[Extracted data entries]
——
//! In-memory storage implementation for testing and in-process runs.

use std::collections::HashMap;

use anyhow::{bail, Result};
use chrono::{DateTime, Utc};
use rust_decimal::Decimal;
use tokio::sync::Mutex;
use uuid::Uuid;

use crate::models::{
    Account, AccountStatus, Agreement, BalanceSnapshot, CacheMetadata, Id, InstitutionMetadata,
    Requisition, Transaction, User,
};

use super::{Storage, UpsertOutcome};

/// In-memory storage backed by per-entity maps.
#[derive(Default)]
pub struct MemoryStorage {
    users: Mutex<HashMap<Uuid, User>>,
    institutions: Mutex<HashMap<String, Vec<InstitutionMetadata>>>,
    cache_metadata: Mutex<HashMap<String, CacheMetadata>>,
    agreements: Mutex<HashMap<Id, Agreement>>,
    requisitions: Mutex<HashMap<Id, Requisition>>,
    accounts: Mutex<HashMap<Id, Account>>,
    balances: Mutex<HashMap<Id, Vec<BalanceSnapshot>>>,
    transactions: Mutex<HashMap<Id, Vec<Transaction>>>,
}

impl MemoryStorage {
    pub fn new() -> Self {
        Self::default()
    }
}

#[async_trait::async_trait]
impl Storage for MemoryStorage {
    async fn get_user(&self, id: Uuid) -> Result<Option<User>> {
        let users = self.users.lock().await;
        Ok(users.get(&id).cloned())
    }

    async fn get_user_by_subject(&self, subject: &str) -> Result<Option<User>> {
        let users = self.users.lock().await;
        Ok(users.values().find(|u| u.subject == subject).cloned())
    }

    async fn save_user(&self, user: &User) -> Result<()> {
        let mut users = self.users.lock().await;
        users.insert(user.id, user.clone());
        Ok(())
    }

    async fn get_cached_institutions(&self, country: &str) -> Result<Vec<InstitutionMetadata>> {
        let institutions = self.institutions.lock().await;
        Ok(institutions.get(country).cloned().unwrap_or_default())
    }

    async fn replace_cached_institutions(
        &self,
        country: &str,
        items: &[InstitutionMetadata],
        metadata: &CacheMetadata,
    ) -> Result<()> {
        let mut institutions = self.institutions.lock().await;
        institutions.insert(country.to_string(), items.to_vec());
        let mut cache = self.cache_metadata.lock().await;
        cache.insert(metadata.key.clone(), metadata.clone());
        Ok(())
    }

    async fn get_cache_metadata(&self, key: &str) -> Result<Option<CacheMetadata>> {
        let cache = self.cache_metadata.lock().await;
        Ok(cache.get(key).cloned())
    }

    async fn save_agreement(&self, agreement: &Agreement) -> Result<()> {
        let mut agreements = self.agreements.lock().await;
        agreements.insert(agreement.id.clone(), agreement.clone());
        Ok(())
    }

    async fn get_agreement(&self, id: &Id) -> Result<Option<Agreement>> {
        let agreements = self.agreements.lock().await;
        Ok(agreements.get(id).cloned())
    }

    async fn agreements_for_institution(
        &self,
        institution_id: &Id,
        user_id: Uuid,
    ) -> Result<Vec<Agreement>> {
        let agreements = self.agreements.lock().await;
        let mut matching: Vec<Agreement> = agreements
            .values()
            .filter(|a| &a.institution_id == institution_id && a.user_id == user_id)
            .cloned()
            .collect();
        matching.sort_by(|a, b| b.created_at.cmp(&a.created_at));
        Ok(matching)
    }

    async fn save_requisition(&self, requisition: &Requisition) -> Result<()> {
        let mut requisitions = self.requisitions.lock().await;
        requisitions.insert(requisition.id.clone(), requisition.clone());
        Ok(())
    }

    async fn get_requisition(&self, id: &Id) -> Result<Option<Requisition>> {
        let requisitions = self.requisitions.lock().await;
        Ok(requisitions.get(id).cloned())
    }

    async fn requisitions_for_institution(
        &self,
        institution_id: &Id,
        user_id: Uuid,
    ) -> Result<Vec<Requisition>> {
        let requisitions = self.requisitions.lock().await;
        let mut matching: Vec<Requisition> = requisitions
            .values()
            .filter(|r| &r.institution_id == institution_id && r.user_id == user_id)
            .cloned()
            .collect();
        matching.sort_by(|a, b| b.created_at.cmp(&a.created_at));
        Ok(matching)
    }

    async fn upsert_account(&self, account: &Account) -> Result<()> {
        let mut accounts = self.accounts.lock().await;
        match accounts.get_mut(&account.id) {
            Some(existing) => {
                existing.name = account.name.clone().or(existing.name.take());
                existing.currency = account.currency.clone().or(existing.currency.take());
                existing.institution_id = account.institution_id.clone();
                existing.requisition_id = account.requisition_id.clone();
                existing.status = account.status;
            }
            None => {
                accounts.insert(account.id.clone(), account.clone());
            }
        }
        Ok(())
    }

    async fn get_account(&self, id: &Id) -> Result<Option<Account>> {
        let accounts = self.accounts.lock().await;
        Ok(accounts.get(id).cloned())
    }

    async fn accounts_for_user(&self, user_id: Uuid) -> Result<Vec<Account>> {
        let accounts = self.accounts.lock().await;
        let mut matching: Vec<Account> = accounts
            .values()
            .filter(|a| a.user_id == user_id)
            .cloned()
            .collect();
        matching.sort_by(|a, b| a.id.cmp(&b.id));
        Ok(matching)
    }

    async fn update_account_status(&self, id: &Id, status: AccountStatus) -> Result<()> {
        let mut accounts = self.accounts.lock().await;
        match accounts.get_mut(id) {
            Some(account) => {
                account.status = status;
                Ok(())
            }
            None => bail!("account {id} not found"),
        }
    }

    async fn update_last_synced(&self, id: &Id, at: DateTime<Utc>) -> Result<()> {
        let mut accounts = self.accounts.lock().await;
        match accounts.get_mut(id) {
            Some(account) => {
                account.last_synced = Some(at);
                Ok(())
            }
            None => bail!("account {id} not found"),
        }
    }

    async fn append_balances(&self, account_id: &Id, snapshots: &[BalanceSnapshot]) -> Result<()> {
        let mut balances = self.balances.lock().await;
        balances
            .entry(account_id.clone())
            .or_default()
            .extend_from_slice(snapshots);
        Ok(())
    }

    async fn get_balances(&self, account_id: &Id) -> Result<Vec<BalanceSnapshot>> {
        let balances = self.balances.lock().await;
        Ok(balances.get(account_id).cloned().unwrap_or_default())
    }

    async fn upsert_transactions(
        &self,
        account_id: &Id,
        transactions: &[Transaction],
    ) -> Result<UpsertOutcome> {
        let mut all = self.transactions.lock().await;
        let rows = all.entry(account_id.clone()).or_default();

        let mut outcome = UpsertOutcome::default();
        for tx in transactions {
            if rows.iter().any(|r| r.external_id == tx.external_id) {
                outcome.existing += 1;
            } else {
                rows.push(tx.clone());
                outcome.inserted += 1;
            }
        }
        Ok(outcome)
    }

    async fn get_transactions(&self, account_id: &Id) -> Result<Vec<Transaction>> {
        let transactions = self.transactions.lock().await;
        Ok(transactions.get(account_id).cloned().unwrap_or_default())
    }

    async fn store_running_balances(
        &self,
        account_id: &Id,
        balances: &[(String, Decimal)],
    ) -> Result<usize> {
        let mut all = self.transactions.lock().await;
        let rows = all.entry(account_id.clone()).or_default();

        let mut updated = 0;
        for (external_id, balance) in balances {
            if let Some(row) = rows.iter_mut().find(|r| &r.external_id == external_id) {
                row.running_balance = Some(*balance);
                updated += 1;
            }
        }
        Ok(updated)
    }
}
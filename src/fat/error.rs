//! The filesystem-level error taxonomy (component-agnostic; every
//! component in `fat` returns through this).

use crate::sd::TransportError;

#[derive(Debug, Clone, Copy, PartialEq, Eq)]
#[non_exhaustive]
pub enum FatError {
    /// Boot sector signature (`0x55 0xAA`) missing.
    NotABootSector,
    /// `bytes_per_sector != 512`.
    UnsupportedSectorSize,
    /// `sectors_per_cluster` not a power of two in `1..=128`.
    UnsupportedClusterSize,
    /// A FAT entry's reserved upper nibble was non-zero in a way that made
    /// the cluster value unusable, or a cluster chain ran past a reasonable
    /// bound without reaching an end-of-chain marker. Always fatal; the
    /// cursor this happened during is left unmodified.
    CorruptFatEntry,
    /// `cd`/`open_file` found no entry matching the requested name.
    NotFound,
    /// `cd` matched an entry that is not a directory.
    NotADirectory,
    /// `open_file` matched an entry that is a directory.
    NotAFile,
    /// The requested name fails the legality pre-check (empty, leading
    /// space, all spaces, or contains one of `\ / : * ? " < > |`).
    IllegalName,
    /// The underlying block transport failed.
    Transport(TransportError),
}

impl From<TransportError> for FatError {
    fn from(e: TransportError) -> Self {
        FatError::Transport(e)
    }
}

using_std! {
    use std::fmt;

    impl fmt::Display for FatError {
        fn fmt(&self, f: &mut fmt::Formatter<'_>) -> fmt::Result {
            fmt::Debug::fmt(self, f)
        }
    }

    impl std::error::Error for FatError {}
}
——
* Instructions for the task: With the line containing "institutions.insert(country.to_string(), items.to_vec());" as the last one, please set down exactly the lines of the records above from their very first line, and nothing more.

* Response for this exercise:
//! In-memory storage implementation for testing and in-process runs.

use std::collections::HashMap;

use anyhow::{bail, Result};
use chrono::{DateTime, Utc};
use rust_decimal::Decimal;
use tokio::sync::Mutex;
use uuid::Uuid;

use crate::models::{
    Account, AccountStatus, Agreement, BalanceSnapshot, CacheMetadata, Id, InstitutionMetadata,
    Requisition, Transaction, User,
};

use super::{Storage, UpsertOutcome};

/// In-memory storage backed by per-entity maps.
#[derive(Default)]
pub struct MemoryStorage {
    users: Mutex<HashMap<Uuid, User>>,
    institutions: Mutex<HashMap<String, Vec<InstitutionMetadata>>>,
    cache_metadata: Mutex<HashMap<String, CacheMetadata>>,
    agreements: Mutex<HashMap<Id, Agreement>>,
    requisitions: Mutex<HashMap<Id, Requisition>>,
    accounts: Mutex<HashMap<Id, Account>>,
    balances: Mutex<HashMap<Id, Vec<BalanceSnapshot>>>,
    transactions: Mutex<HashMap<Id, Vec<Transaction>>>,
}

impl MemoryStorage {
    pub fn new() -> Self {
        Self::default()
    }
}

#[async_trait::async_trait]
impl Storage for MemoryStorage {
    async fn get_user(&self, id: Uuid) -> Result<Option<User>> {
        let users = self.users.lock().await;
        Ok(users.get(&id).cloned())
    }

    async fn get_user_by_subject(&self, subject: &str) -> Result<Option<User>> {
        let users = self.users.lock().await;
        Ok(users.values().find(|u| u.subject == subject).cloned())
    }

    async fn save_user(&self, user: &User) -> Result<()> {
        let mut users = self.users.lock().await;
        users.insert(user.id, user.clone());
        Ok(())
    }

    async fn get_cached_institutions(&self, country: &str) -> Result<Vec<InstitutionMetadata>> {
        let institutions = self.institutions.lock().await;
        Ok(institutions.get(country).cloned().unwrap_or_default())
    }

    async fn replace_cached_institutions(
        &self,
        country: &str,
        items: &[InstitutionMetadata],
        metadata: &CacheMetadata,
    ) -> Result<()> {
        let mut institutions = self.institutions.lock().await;
        institutions.insert(country.to_string(), items.to_vec());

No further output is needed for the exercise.